▶ _Stored items_
########

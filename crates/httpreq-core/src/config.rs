use anyhow::{Context, Result};
use serde::{Deserialize, Serialize};
use std::fs;
use std::path::PathBuf;

/// Default credentials (optional `[auth]` section in config.toml).
/// A token, when present, wins over username/password.
#[derive(Debug, Clone, Default, PartialEq, Eq, Serialize, Deserialize)]
pub struct AuthConfig {
    #[serde(default)]
    pub token: Option<String>,
    #[serde(default)]
    pub username: Option<String>,
    #[serde(default)]
    pub password: Option<String>,
}

/// Global configuration loaded from `~/.config/httpreq/config.toml`.
#[derive(Debug, Clone, PartialEq, Eq, Serialize, Deserialize)]
pub struct HttpreqConfig {
    /// Connect and read timeout in milliseconds.
    pub timeout_ms: u64,
    /// Content type sent with every request unless overridden.
    #[serde(default)]
    pub content_type: Option<String>,
    /// Optional default credentials.
    #[serde(default)]
    pub auth: Option<AuthConfig>,
}

impl Default for HttpreqConfig {
    fn default() -> Self {
        Self {
            timeout_ms: 5000,
            content_type: None,
            auth: None,
        }
    }
}

pub fn config_path() -> Result<PathBuf> {
    let xdg_dirs = xdg::BaseDirectories::with_prefix("httpreq")?;
    Ok(xdg_dirs.place_config_file("config.toml")?)
}

/// Load configuration from disk, creating a default file if none exists.
pub fn load_or_init() -> Result<HttpreqConfig> {
    let path = config_path()?;
    load_or_init_at(&path)
}

/// Like `load_or_init` but for an explicit path.
pub fn load_or_init_at(path: &std::path::Path) -> Result<HttpreqConfig> {
    if !path.exists() {
        let default_cfg = HttpreqConfig::default();
        let toml = toml::to_string_pretty(&default_cfg)?;
        if let Some(parent) = path.parent() {
            fs::create_dir_all(parent)?;
        }
        fs::write(path, toml).with_context(|| format!("write {}", path.display()))?;
        tracing::info!("created default config at {}", path.display());
        return Ok(default_cfg);
    }

    let data = fs::read_to_string(path).with_context(|| format!("read {}", path.display()))?;
    let cfg: HttpreqConfig =
        toml::from_str(&data).with_context(|| format!("parse {}", path.display()))?;
    Ok(cfg)
}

########

▶ _Task to complete_
How many lines above contain the word "PartialEq"? Reply with only the number.

▶ _The completed task_
2